Dear Brothers and Sisters
www.virtueonline.org
August 19, 2016

As evangelical and Anglo-Catholic parishes flee the Episcopal Church over its abundant heresies, liberal dioceses are being forced into the embarrassing position of having to sell now empty churches to groups that stand in deep contrast to what they once fervently believed.

As you may recall, former PB Jefferts Schori testified in court that she would rather sell empty churches for saloons, but that would not appear to be prime buyers.

One group that steadily buys up empty parishes are independent evangelical churches or Baptist groups that believe and proclaim the gospel, and the other group are Imams who buy them, strip them of all Christian images and then turn them into mosques.

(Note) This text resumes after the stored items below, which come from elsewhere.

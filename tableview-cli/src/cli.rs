use std::path::PathBuf;

use clap::Parser;

/// Show one page of a table view over a JSON row snapshot.
#[derive(Debug, Parser)]
#[command(name = "tableview", version, about)]
pub struct Cli {
    /// JSON array of row objects; each needs an `id`.
    pub rows: PathBuf,

    /// View as address parameters, e.g. `page=2&size=10&sort=name&dir=desc`.
    #[arg(short, long, default_value = "")]
    pub query: String,

    /// Columns to show and search, in order. Defaults to the first row's keys.
    #[arg(short, long, value_delimiter = ',')]
    pub columns: Vec<String>,

    /// Engine configuration (JSON).
    #[arg(long)]
    pub config: Option<PathBuf>,

    /// Print the page as JSON instead of a text table.
    #[arg(long)]
    pub json: bool,

    /// Increase log verbosity (-v info, -vv debug, -vvv trace).
    #[arg(short, long, action = clap::ArgAction::Count)]
    pub verbose: u8,

    /// Write logs to this file instead of stderr.
    #[arg(long)]
    pub log_file: Option<PathBuf>,
}
//! Authoritative pagination metadata from server responses.

use tabledom::Element;

use crate::model::CursorTokens;
use crate::model::Direction;
use crate::model::Pagination;
use crate::model::Sort;
use crate::model::TableView;

/// Pagination state reported by the server in `data-*` attributes.
///
/// Every field is optional; absent fields leave the view unchanged.
#[derive(Debug, Clone, Default, PartialEq, Eq)]
pub struct PaginationMeta {
    pub current_page: Option<u32>,
    pub page_size: Option<u32>,
    pub total_rows: Option<usize>,
    pub search: Option<String>,
    pub sort_column: Option<String>,
    pub sort_direction: Option<Direction>,
    pub has_next: Option<bool>,
    pub has_prev: Option<bool>,
    pub next_cursor: Option<String>,
    pub prev_cursor: Option<String>,
}

impl PaginationMeta {
    /// Read metadata from an element's `data-*` attributes.
    pub fn from_element(element: &Element) -> Self {
        let text = |key: &str| element.data_value(key).map(str::to_string);
        let flag = |key: &str| element.data_value(key).map(|v| v == "true");
        Self {
            current_page: element.data_value("current-page").and_then(|v| v.parse().ok()),
            page_size: element
                .data_value("page-size")
                .and_then(|v| v.parse().ok())
                .filter(|&n| n > 0),
            total_rows: element.data_value("total-rows").and_then(|v| v.parse().ok()),
            search: text("search"),
            sort_column: text("sort-column"),
            sort_direction: element.data_value("sort-direction").and_then(Direction::parse),
            has_next: flag("has-next"),
            has_prev: flag("has-prev"),
            next_cursor: text("next-cursor"),
            prev_cursor: text("prev-cursor"),
        }
    }

    /// The view's pagination state, with every field filled in.
    pub fn from_view(view: &TableView) -> Self {
        let mut meta = Self {
            page_size: Some(view.page_size),
            total_rows: Some(view.total_rows),
            search: Some(view.search.clone()),
            sort_column: Some(view.sort.as_ref().map(|s| s.column.clone()).unwrap_or_default()),
            sort_direction: view.sort.as_ref().map(|s| s.direction),
            ..Default::default()
        };
        match &view.pagination {
            Pagination::Offset { page } => meta.current_page = Some(*page),
            Pagination::Cursor {
                tokens,
                has_next,
                has_prev,
            } => {
                meta.has_next = Some(*has_next);
                meta.has_prev = Some(*has_prev);
                meta.next_cursor = Some(tokens.next.clone().unwrap_or_default());
                meta.prev_cursor = Some(tokens.prev.clone().unwrap_or_default());
            }
        }
        meta
    }

    /// Store every present field as a `data-*` attribute of `element`.
    pub fn write_to(&self, element: &mut Element) {
        let fields = [
            ("current-page", self.current_page.map(|v| v.to_string())),
            ("page-size", self.page_size.map(|v| v.to_string())),
            ("total-rows", self.total_rows.map(|v| v.to_string())),
            ("search", self.search.clone()),
            ("sort-column", self.sort_column.clone()),
            ("sort-direction", self.sort_direction.map(|d| d.as_str().to_string())),
            ("has-next", self.has_next.map(|v| v.to_string())),
            ("has-prev", self.has_prev.map(|v| v.to_string())),
            ("next-cursor", self.next_cursor.clone()),
            ("prev-cursor", self.prev_cursor.clone()),
        ];
        for (key, value) in fields {
            if let Some(value) = value {
                element.data.insert(key.to_string(), value);
            }
        }
    }

    /// Overwrite the view with every reported field.
    pub fn apply_to(&self, view: &mut TableView) {
        if let Some(size) = self.page_size {
            view.page_size = size;
        }
        if let Some(total) = self.total_rows {
            view.total_rows = total;
        }
        if let Some(search) = &self.search {
            view.search = search.clone();
        }
        if let Some(column) = &self.sort_column {
            if column.is_empty() {
                view.sort = None;
            } else {
                view.sort = Some(Sort {
                    column: column.clone(),
                    direction: self.sort_direction.unwrap_or_default(),
                });
            }
        } else if let (Some(sort), Some(direction)) = (&mut view.sort, self.sort_direction) {
            sort.direction = direction;
        }

        match &mut view.pagination {
            Pagination::Offset { page } => {
                if let Some(current) = self.current_page {
                    *page = current.max(1);
                }
            }
            Pagination::Cursor {
                tokens,
                has_next,
                has_prev,
            } => {
                *tokens = CursorTokens {
                    next: non_empty(&self.next_cursor),
                    prev: non_empty(&self.prev_cursor),
                };
                *has_next = self.has_next.unwrap_or(tokens.next.is_some());
                *has_prev = self.has_prev.unwrap_or(tokens.prev.is_some());
            }
        }
    }
}

fn non_empty(value: &Option<String>) -> Option<String> {
    value.clone().filter(|v| !v.is_empty())
}
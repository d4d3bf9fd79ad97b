//! Lenient parsing of server-rendered XHTML fragments.
//!
//! Fragments are read with `quick-xml`: every element must be closed (or
//! self-closed), `data-*` attributes land in [`Element::data`], `class` is
//! split into [`Element::classes`], and the `hidden`, `disabled` and
//! `checked` boolean attributes map onto element state. Comments,
//! declarations and processing instructions are skipped.

use std::borrow::Cow;

use quick_xml::escape::unescape_with;
use quick_xml::events::{BytesStart, Event};
use quick_xml::Reader;

use crate::element::{Content, Element};
use crate::error::MarkupError;

/// Parse a fragment into its top-level elements.
///
/// # Example
///
/// ```
/// use tabledom::markup::parse_fragment;
///
/// let roots = parse_fragment(r#"<tbody id="users-body"><tr data-id="7"><td>Ada</td></tr></tbody>"#).unwrap();
/// assert_eq!(roots[0].id, "users-body");
/// assert_eq!(roots[0].child_elements()[0].data_value("id"), Some("7"));
/// ```
pub fn parse_fragment(markup: &str) -> Result<Vec<Element>, MarkupError> {
    let mut reader = Reader::from_str(markup);
    let mut stack: Vec<(Element, Vec<Element>)> = Vec::new();
    let mut roots = Vec::new();
    let mut text = String::new();

    loop {
        let event = reader.read_event().map_err(|e| MarkupError::Syntax {
            position: reader.error_position(),
            message: e.to_string(),
        })?;

        match event {
            Event::Start(start) => {
                flush_text(&mut text, &mut stack, &mut roots);
                let element = element_from_start(&start, reader.buffer_position())?;
                stack.push((element, Vec::new()));
            }
            Event::Empty(start) => {
                flush_text(&mut text, &mut stack, &mut roots);
                let element = element_from_start(&start, reader.buffer_position())?;
                attach(element, &mut stack, &mut roots);
            }
            Event::End(end) => {
                flush_text(&mut text, &mut stack, &mut roots);
                let Some((mut element, children)) = stack.pop() else {
                    let name = String::from_utf8_lossy(end.name().as_ref()).into_owned();
                    return Err(MarkupError::UnexpectedClose(name));
                };
                element.content = collapse(children);
                attach(element, &mut stack, &mut roots);
            }
            Event::Text(chunk) => text.push_str(&String::from_utf8_lossy(&chunk)),
            Event::GeneralRef(reference) => {
                text.push('&');
                text.push_str(&String::from_utf8_lossy(&reference));
                text.push(';');
            }
            Event::CData(data) => {
                text.push_str(&escape_raw(&String::from_utf8_lossy(&data)));
            }
            Event::Eof => break,
            _ => {}
        }
    }

    if let Some((element, _)) = stack.pop() {
        return Err(MarkupError::Unclosed(element.tag));
    }
    flush_text(&mut text, &mut stack, &mut roots);

    Ok(roots)
}

/// Parse a fragment and return the first element with the given ID.
pub fn find_in_fragment(markup: &str, id: &str) -> Result<Option<Element>, MarkupError> {
    let roots = parse_fragment(markup)?;
    Ok(roots
        .iter()
        .find_map(|root| crate::element::find_element(root, id))
        .cloned())
}

fn element_from_start(start: &BytesStart<'_>, position: u64) -> Result<Element, MarkupError> {
    let tag = String::from_utf8_lossy(start.name().as_ref()).to_ascii_lowercase();
    let mut element = Element::new(tag);

    for attr in start.html_attributes() {
        let attr = attr.map_err(|e| MarkupError::Syntax {
            position,
            message: e.to_string(),
        })?;
        let key = String::from_utf8_lossy(attr.key.as_ref()).to_ascii_lowercase();
        let raw = String::from_utf8_lossy(&attr.value);
        let value = decode_entities(&raw).into_owned();

        match key.as_str() {
            "id" => element.id = value,
            "class" => {
                element.classes = value.split_whitespace().map(str::to_string).collect();
            }
            "hidden" => element.hidden = true,
            "disabled" => element.disabled = true,
            "checked" => element.checked = true,
            _ => {
                if let Some(name) = key.strip_prefix("data-") {
                    element.data.insert(name.to_string(), value);
                } else {
                    element.attrs.insert(key, value);
                }
            }
        }
    }

    Ok(element)
}

fn attach(element: Element, stack: &mut [(Element, Vec<Element>)], roots: &mut Vec<Element>) {
    match stack.last_mut() {
        Some((_, children)) => children.push(element),
        None => roots.push(element),
    }
}

fn flush_text(text: &mut String, stack: &mut [(Element, Vec<Element>)], roots: &mut Vec<Element>) {
    if text.trim().is_empty() {
        text.clear();
        return;
    }
    let decoded = decode_entities(text.trim()).into_owned();
    text.clear();
    // Top-level text has no element to hang on.
    if !stack.is_empty() {
        attach(Element::text(decoded), stack, roots);
    }
}

/// A lone text child collapses into `Content::Text`.
fn collapse(mut children: Vec<Element>) -> Content {
    if children.len() == 1 && children[0].is_text() {
        let only = children.remove(0);
        return only.content;
    }
    Content::from_children(children)
}

fn decode_entities(raw: &str) -> Cow<'_, str> {
    match unescape_with(raw, resolve_entity) {
        Ok(decoded) => decoded,
        Err(e) => {
            log::debug!("Keeping undecodable text verbatim: {e}");
            Cow::Borrowed(raw)
        }
    }
}

fn resolve_entity(entity: &str) -> Option<&'static str> {
    match entity {
        "lt" => Some("<"),
        "gt" => Some(">"),
        "amp" => Some("&"),
        "apos" => Some("'"),
        "quot" => Some("\""),
        "nbsp" => Some("\u{a0}"),
        _ => None,
    }
}

// CDATA is literal; re-escape ampersands so the shared decode pass leaves it intact.
fn escape_raw(raw: &str) -> String {
    raw.replace('&', "&amp;")
}
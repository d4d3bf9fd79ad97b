//! Filter wire-format error types

/// Errors decoding or encoding the opaque `filters` parameter.
#[derive(Debug, thiserror::Error)]
pub enum CodecError {
    #[error("Invalid base64: {0}")]
    Base64(#[from] base64::DecodeError),

    #[error("Invalid UTF-8 in filter payload")]
    Utf8(#[from] std::string::FromUtf8Error),

    #[error("Invalid filter JSON: {0}")]
    Json(#[from] serde_json::Error),

    #[error(transparent)]
    Condition(#[from] super::ConditionError),
}
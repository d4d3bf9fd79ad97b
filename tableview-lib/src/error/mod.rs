//! Error types

mod codec;
mod condition;
mod sync;

pub use codec::*;
pub use condition::*;
pub use sync::*;

/// Top-level error for engine operations.
#[derive(Debug, thiserror::Error)]
pub enum Error {
    #[error(transparent)]
    Sync(#[from] SyncError),

    #[error(transparent)]
    Codec(#[from] CodecError),

    #[error(transparent)]
    Condition(#[from] ConditionError),

    #[error(transparent)]
    Dom(#[from] tabledom::DomError),
}
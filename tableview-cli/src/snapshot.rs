//! Loading rows from JSON.

use std::path::Path;

use anyhow::Context;
use anyhow::bail;
use serde_json::Value;
use tableview_lib::model::CellValue;
use tableview_lib::model::Row;

/// Read a row snapshot file.
pub fn load_rows(path: &Path) -> anyhow::Result<Vec<Row>> {
    let json = std::fs::read_to_string(path)
        .with_context(|| format!("Failed to read {}", path.display()))?;
    parse_rows(&json).with_context(|| format!("Invalid rows in {}", path.display()))
}

/// Parse a JSON array of flat objects. `id` becomes the row ID; every
/// other key becomes an attribute.
pub fn parse_rows(json: &str) -> anyhow::Result<Vec<Row>> {
    let Value::Array(items) = serde_json::from_str(json)? else {
        bail!("expected a JSON array of rows");
    };
    items
        .into_iter()
        .enumerate()
        .map(|(index, item)| {
            let Value::Object(fields) = item else {
                bail!("row {index} is not an object");
            };
            let id = match fields.get("id") {
                Some(Value::String(s)) if !s.is_empty() => s.clone(),
                Some(Value::Number(n)) => n.to_string(),
                _ => bail!("row {index} has no id"),
            };
            let mut row = Row::new(id);
            for (key, value) in fields {
                if key != "id" {
                    row.attributes.insert(key, cell(value));
                }
            }
            Ok(row)
        })
        .collect()
}

/// Column keys in first-seen order across all rows.
pub fn column_keys(rows: &[Row]) -> Vec<String> {
    let mut keys: Vec<String> = Vec::new();
    for row in rows {
        for key in row.attributes.keys() {
            if !keys.contains(key) {
                keys.push(key.clone());
            }
        }
    }
    keys
}

fn cell(value: Value) -> CellValue {
    match value {
        Value::Null => CellValue::Null,
        Value::Bool(b) => CellValue::Bool(b),
        Value::Number(n) => match n.as_i64() {
            Some(i) => CellValue::Int(i),
            None => n.as_f64().map(CellValue::Float).unwrap_or(CellValue::Null),
        },
        Value::String(s) => CellValue::Text(s),
        nested => CellValue::Text(nested.to_string()),
    }
}

#[cfg(test)]
mod tests {
    use super::*;

    #[test]
    fn test_parse_rows() {
        let rows = parse_rows(
            r#"[
                {"id": 1, "name": "Ada", "age": 36, "active": true},
                {"id": "b-2", "name": "Bob", "score": 2.5, "tags": ["x"]}
            ]"#,
        )
        .unwrap();
        assert_eq!(rows.len(), 2);
        assert_eq!(rows[0].id, "1");
        assert_eq!(rows[0].get("age"), Some(&CellValue::Int(36)));
        assert!(rows[0].flag("active"));
        assert_eq!(rows[1].id, "b-2");
        assert_eq!(rows[1].get("score"), Some(&CellValue::Float(2.5)));
        assert_eq!(rows[1].text("tags"), r#"["x"]"#);
    }

    #[test]
    fn test_rows_need_ids() {
        assert!(parse_rows(r#"[{"name": "Ada"}]"#).is_err());
        assert!(parse_rows(r#"{"id": 1}"#).is_err());
        assert!(parse_rows(r#"[3]"#).is_err());
    }

    #[test]
    fn test_load_rows_names_file() {
        let dir = tempfile::tempdir().unwrap();
        let path = dir.path().join("rows.json");
        std::fs::write(&path, r#"[{"id": 1, "name": "Ada"}]"#).unwrap();
        assert_eq!(load_rows(&path).unwrap().len(), 1);

        let missing = dir.path().join("missing.json");
        let err = load_rows(&missing).unwrap_err();
        assert!(err.to_string().contains("missing.json"));
    }

    #[test]
    fn test_column_keys() {
        let rows = vec![
            Row::new("1").set("name", "Ada"),
            Row::new("2").set("age", 3).set("name", "Bob"),
        ];
        assert_eq!(column_keys(&rows), vec!["name", "age"]);
    }
}
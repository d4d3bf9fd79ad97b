//! Bulk and per-row actions: confirmation text, form payloads and the
//! row action buttons rendered inside tables.

use tabledom::Element;

use crate::collab::ConfirmRequest;
use crate::config::BulkActionConfig;
use crate::config::Variant;

/// Class carried by per-row action buttons.
pub const ROW_ACTION_CLASS: &str = "action-btn";

/// Confirmation text for a bulk action over `count` rows.
///
/// `{{count}}` in the configured message is replaced with the count.
pub fn confirm_message(template: Option<&str>, action: &str, count: usize) -> String {
    match template {
        Some(template) => template.replace("{{count}}", &count.to_string()),
        None => format!("Are you sure you want to {action} {count} item(s)?"),
    }
}

/// The confirmation shown before running `action` on `count` rows.
pub fn bulk_confirm_request(action: &BulkActionConfig, count: usize) -> ConfirmRequest {
    ConfirmRequest {
        title: action
            .confirm_title
            .clone()
            .unwrap_or_else(|| "Confirm Action".to_string()),
        message: confirm_message(action.confirm_message.as_deref(), &action.key, count),
        confirm_label: if action.label.is_empty() {
            action.key.clone()
        } else {
            action.label.clone()
        },
        cancel_label: "Cancel".to_string(),
        variant: action.variant,
    }
}

/// Form fields for a bulk POST: `id` once per selected row, then the
/// fields of the `extra` JSON object.
///
/// Extra params that aren't a JSON object are logged and skipped.
pub fn bulk_form(ids: &[String], extra: Option<&str>) -> Vec<(String, String)> {
    let mut form: Vec<(String, String)> = ids.iter().map(|id| ("id".to_string(), id.clone())).collect();
    let Some(extra) = extra.filter(|e| !e.trim().is_empty()) else {
        return form;
    };
    match serde_json::from_str::<serde_json::Map<String, serde_json::Value>>(extra) {
        Ok(fields) => {
            for (key, value) in fields {
                let value = match value {
                    serde_json::Value::String(s) => s,
                    other => other.to_string(),
                };
                form.push((key, value));
            }
        }
        Err(e) => log::warn!("Ignoring invalid bulk action params {extra:?}: {e}"),
    }
    form
}

/// `url` with `id` appended as a query parameter.
pub fn with_id(url: &str, id: &str) -> String {
    let separator = if url.contains('?') { '&' } else { '?' };
    let id: String = url::form_urlencoded::byte_serialize(id.as_bytes()).collect();
    format!("{url}{separator}id={id}")
}

/// What a row action button does.
#[derive(Debug, Clone, Copy, PartialEq, Eq)]
pub enum RowActionKind {
    /// Open the drawer on the edit form.
    Edit,
    Delete,
    Deactivate,
    Activate,
}

impl RowActionKind {
    pub fn parse(s: &str) -> Option<Self> {
        match s {
            "edit" => Some(RowActionKind::Edit),
            "delete" => Some(RowActionKind::Delete),
            "deactivate" => Some(RowActionKind::Deactivate),
            "activate" => Some(RowActionKind::Activate),
            _ => None,
        }
    }

    pub fn as_str(self) -> &'static str {
        match self {
            RowActionKind::Edit => "edit",
            RowActionKind::Delete => "delete",
            RowActionKind::Deactivate => "deactivate",
            RowActionKind::Activate => "activate",
        }
    }

    /// Data attribute holding the action's URL.
    fn url_key(self) -> String {
        format!("{}-url", self.as_str())
    }

    fn default_title(self) -> &'static str {
        match self {
            RowActionKind::Edit => "Edit",
            RowActionKind::Delete => "Confirm Delete",
            RowActionKind::Deactivate => "Confirm Deactivation",
            RowActionKind::Activate => "Confirm Activation",
        }
    }

    fn confirm_label(self) -> &'static str {
        match self {
            RowActionKind::Edit => "Edit",
            RowActionKind::Delete => "Delete",
            RowActionKind::Deactivate => "Deactivate",
            RowActionKind::Activate => "Activate",
        }
    }

    fn variant(self) -> Variant {
        match self {
            RowActionKind::Edit => Variant::Default,
            RowActionKind::Delete => Variant::Danger,
            RowActionKind::Deactivate => Variant::Warning,
            RowActionKind::Activate => Variant::Primary,
        }
    }
}

/// A row action read from its button.
#[derive(Debug, Clone, PartialEq, Eq)]
pub struct RowActionRequest {
    pub kind: RowActionKind,
    pub row_id: String,
    /// Target URL with the row ID appended.
    pub url: String,
    pub item_name: String,
    pub title: String,
    pub message: Option<String>,
}

impl RowActionRequest {
    /// Read a row action from a button's `data-*` attributes.
    ///
    /// Returns `None` for elements that aren't row action buttons, and
    /// logs buttons missing their ID or URL.
    pub fn from_element(button: &Element) -> Option<Self> {
        if !button.has_class(ROW_ACTION_CLASS) {
            return None;
        }
        let kind = button.data_value("action").and_then(RowActionKind::parse)?;
        let attr = |key: &str| button.data_value(key).filter(|v| !v.is_empty()).map(str::to_string);

        let (Some(row_id), Some(base)) = (attr("id"), attr(&kind.url_key())) else {
            log::warn!(
                "{} button missing data-{} or data-id",
                kind.as_str(),
                kind.url_key()
            );
            return None;
        };
        let title = match kind {
            RowActionKind::Edit => attr("drawer-title"),
            _ => attr("confirm-title"),
        }
        .unwrap_or_else(|| kind.default_title().to_string());

        Some(Self {
            url: with_id(&base, &row_id),
            kind,
            row_id,
            item_name: attr("item-name").unwrap_or_else(|| "this item".to_string()),
            title,
            message: attr("confirm-message"),
        })
    }

    /// Whether the action goes through the confirmation dialog.
    pub fn needs_confirmation(&self) -> bool {
        self.kind != RowActionKind::Edit
    }

    pub fn confirm_request(&self) -> ConfirmRequest {
        let message = self.message.clone().unwrap_or_else(|| {
            format!("Are you sure you want to {} {}?", self.kind.as_str(), self.item_name)
        });
        ConfirmRequest {
            title: self.title.clone(),
            message,
            confirm_label: self.kind.confirm_label().to_string(),
            cancel_label: "Cancel".to_string(),
            variant: self.kind.variant(),
        }
    }
}
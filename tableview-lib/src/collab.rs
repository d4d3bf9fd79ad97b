//! Confirmation dialog and side drawer collaborators.

use std::sync::Arc;
use std::sync::Mutex;

use url::Url;

use crate::config::Variant;

/// What a confirmation dialog should show.
#[derive(Debug, Clone, PartialEq, Eq)]
pub struct ConfirmRequest {
    pub title: String,
    pub message: String,
    pub confirm_label: String,
    pub cancel_label: String,
    pub variant: Variant,
}

/// Outcome reported by a confirmation dialog.
///
/// `url` is set when the dialog itself performed the confirmed request;
/// `success` then reports whether that request succeeded.
#[derive(Debug, Clone, PartialEq, Eq)]
pub struct ConfirmOutcome {
    pub success: bool,
    pub url: Option<String>,
}

impl ConfirmOutcome {
    /// The user confirmed; the engine performs the request.
    pub fn confirmed() -> Self {
        Self {
            success: true,
            url: None,
        }
    }

    pub fn cancelled() -> Self {
        Self {
            success: false,
            url: None,
        }
    }

    /// The dialog performed the request to `url` and it succeeded.
    pub fn completed(url: impl Into<String>) -> Self {
        Self {
            success: true,
            url: Some(url.into()),
        }
    }

    /// The dialog performed the request to `url` and it failed.
    pub fn failed(url: impl Into<String>) -> Self {
        Self {
            success: false,
            url: Some(url.into()),
        }
    }
}

/// A modal confirmation dialog.
pub trait ConfirmDialog: Send {
    fn open(&mut self, request: ConfirmRequest);

    fn close(&mut self);
}

/// A side drawer hosting a form loaded from a URL.
pub trait Drawer: Send {
    fn open(&mut self, title: &str, content_url: &Url);

    fn close(&mut self);

    fn show_error(&mut self, message: &str);
}

/// Result of submitting the form inside a drawer.
#[derive(Debug, Clone, PartialEq, Eq)]
pub struct SubmitResult {
    pub success: bool,
    pub message: Option<String>,
}

impl SubmitResult {
    pub fn ok() -> Self {
        Self {
            success: true,
            message: None,
        }
    }

    pub fn error(message: impl Into<String>) -> Self {
        Self {
            success: false,
            message: Some(message.into()),
        }
    }
}

// =============================================================================
// Recording implementations
// =============================================================================

/// Calls received by [`RecordingDialog`] or [`RecordingDrawer`].
#[derive(Debug, Clone, PartialEq, Eq)]
pub enum CollaboratorCall {
    Confirm(ConfirmRequest),
    OpenDrawer { title: String, url: String },
    ShowError(String),
    Close,
}

/// Shared call log; clones observe the same calls.
#[derive(Debug, Clone, Default)]
pub struct CallLog(Arc<Mutex<Vec<CollaboratorCall>>>);

impl CallLog {
    pub fn new() -> Self {
        Self::default()
    }

    fn push(&self, call: CollaboratorCall) {
        if let Ok(mut calls) = self.0.lock() {
            calls.push(call);
        }
    }

    pub fn calls(&self) -> Vec<CollaboratorCall> {
        self.0.lock().map(|c| c.clone()).unwrap_or_default()
    }

    pub fn clear(&self) {
        if let Ok(mut calls) = self.0.lock() {
            calls.clear();
        }
    }
}

/// [`ConfirmDialog`] that records what it was asked to do.
#[derive(Debug, Clone, Default)]
pub struct RecordingDialog {
    pub log: CallLog,
}

impl RecordingDialog {
    pub fn new(log: CallLog) -> Self {
        Self { log }
    }
}

impl ConfirmDialog for RecordingDialog {
    fn open(&mut self, request: ConfirmRequest) {
        self.log.push(CollaboratorCall::Confirm(request));
    }

    fn close(&mut self) {
        self.log.push(CollaboratorCall::Close);
    }
}

/// [`Drawer`] that records what it was asked to do.
#[derive(Debug, Clone, Default)]
pub struct RecordingDrawer {
    pub log: CallLog,
}

impl RecordingDrawer {
    pub fn new(log: CallLog) -> Self {
        Self { log }
    }
}

impl Drawer for RecordingDrawer {
    fn open(&mut self, title: &str, content_url: &Url) {
        self.log.push(CollaboratorCall::OpenDrawer {
            title: title.to_string(),
            url: content_url.to_string(),
        });
    }

    fn close(&mut self) {
        self.log.push(CollaboratorCall::Close);
    }

    fn show_error(&mut self, message: &str) {
        self.log.push(CollaboratorCall::ShowError(message.to_string()));
    }
}
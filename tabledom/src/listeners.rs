use crate::document::Document;
use crate::event::{Event, EventKind};

#[derive(Debug, Clone, Copy, PartialEq, Eq, Hash, PartialOrd, Ord)]
pub struct ListenerId(u64);

#[derive(Debug, Clone)]
struct Listener<H> {
    id: ListenerId,
    target: String,
    generation: u64,
    kind: EventKind,
    handler: H,
}

/// Event listeners bound to a specific generation of an element.
///
/// A listener stays attached only to the element instance it was bound
/// to: once that element is replaced, the listener stops matching and can
/// be pruned. Events bubble from the target up through its ancestors.
#[derive(Debug, Clone)]
pub struct Listeners<H> {
    next_id: u64,
    entries: Vec<Listener<H>>,
}

impl<H> Default for Listeners<H> {
    fn default() -> Self {
        Self {
            next_id: 0,
            entries: Vec::new(),
        }
    }
}

impl<H: Clone> Listeners<H> {
    pub fn new() -> Self {
        Self::default()
    }

    /// Bind `handler` to the current generation of `target`.
    ///
    /// Returns `None` if the target is not in the document.
    pub fn attach(
        &mut self,
        document: &Document,
        target: &str,
        kind: EventKind,
        handler: H,
    ) -> Option<ListenerId> {
        let generation = document.generation(target)?;
        let id = ListenerId(self.next_id);
        self.next_id += 1;
        self.entries.push(Listener {
            id,
            target: target.to_string(),
            generation,
            kind,
            handler,
        });
        Some(id)
    }

    pub fn detach(&mut self, id: ListenerId) -> bool {
        let before = self.entries.len();
        self.entries.retain(|l| l.id != id);
        self.entries.len() != before
    }

    pub fn len(&self) -> usize {
        self.entries.len()
    }

    pub fn is_empty(&self) -> bool {
        self.entries.is_empty()
    }

    /// Whether the listener exists and its element instance is still in the document.
    pub fn is_live(&self, id: ListenerId, document: &Document) -> bool {
        self.entries
            .iter()
            .find(|l| l.id == id)
            .is_some_and(|l| document.generation(&l.target) == Some(l.generation))
    }

    /// Handlers that fire for `event`, innermost element first.
    pub fn dispatch(&self, document: &Document, event: &Event) -> Vec<H> {
        let Some(path) = document.ancestors(event.target()) else {
            log::debug!("Event target {} not in document", event.target());
            return Vec::new();
        };
        let kind = event.kind();

        let mut fired = Vec::new();
        for (element_id, generation) in &path {
            for listener in &self.entries {
                if listener.kind == kind
                    && &listener.target == element_id
                    && listener.generation == *generation
                {
                    fired.push(listener.handler.clone());
                }
            }
        }
        fired
    }

    /// Drop listeners whose element instance is gone. Returns how many.
    pub fn prune(&mut self, document: &Document) -> usize {
        let before = self.entries.len();
        self.entries
            .retain(|l| document.generation(&l.target) == Some(l.generation));
        before - self.entries.len()
    }
}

If you feel outraged that a former Christian place of worship is now a mosque, don't blame Muslims, they have every right to buy what they can for pennies on the dollar or not at all. Connecticut Bishop Ian Douglas with the Executive Council's support, gave Christ Church, Avon Ct. now an empty parish, to a Muslim group at no cost, but sold Bishop Seabury church, that once housed over 700 Episcopalians, to a fundamentalist Baptist group.

The free exercise of religion means precisely that. If Episcopalians were preaching a clear, unadulterated gospel, their churches would not be emptying and dying, they would be full to overflowing. Proclaiming sodomy over salvation has not proven a winning strategy. As the Muslim population grows and they see an opportunity to buy something that is cheaper than buying land and building a mosque, why not! One can scream and holler at Christian churches being bought up by a religion that is basically foreign to American ears, but perhaps the screamin' and hollerin' is misdirected, perhaps it should be aimed at Episcopal bishops and clergy who no longer believe the gospel, (if they ever did). The call to repentance and faith should not only be aimed at Muslims, but to tens of thousands of Episcopalians who have never heard a clear presentation of the gospel and believe that Jesus is the only way to the Father!

*****

It comes as no real surprise that in the wake of declining attendance in churches that the 11 Episcopal seminaries in the US are struggling to survive. VOL's special correspondent, Mary Ann Mueller, has written a sterling piece on the state of these seminaries and has revealed that at least seventy percent of TEC seminaries have fewer than 100 students. A dying church draws no new converts and, as its pulpits empty and parishes close, the need for new priests grows less and less. Small parishes can get by with retired, filler priests who come at very minimal costs.

The seminary decline follows the bell curve of The Episcopal Church as it experiences loss in members, parish closings and an inability to attract a younger generation of Americans. Many believe that issues like the ordination of women to the priesthood and the episcopacy, the embrace of pansexuality and homosexual marriage now enshrined in canon law, reflect a Church that lacks a distinctive message separate from the prevailing culture. You can read her article here, or in today's digest. http://www.virtueonline.org/episcopal-seminaries-struggle-survive

*****

The Anglican Church of Canada is in free fall. Across the country they are closing parishes in one diocese after another. The Diocese of Algoma is set to close 16 churches in Muskoka out of a total of 35, leaving just 19 open.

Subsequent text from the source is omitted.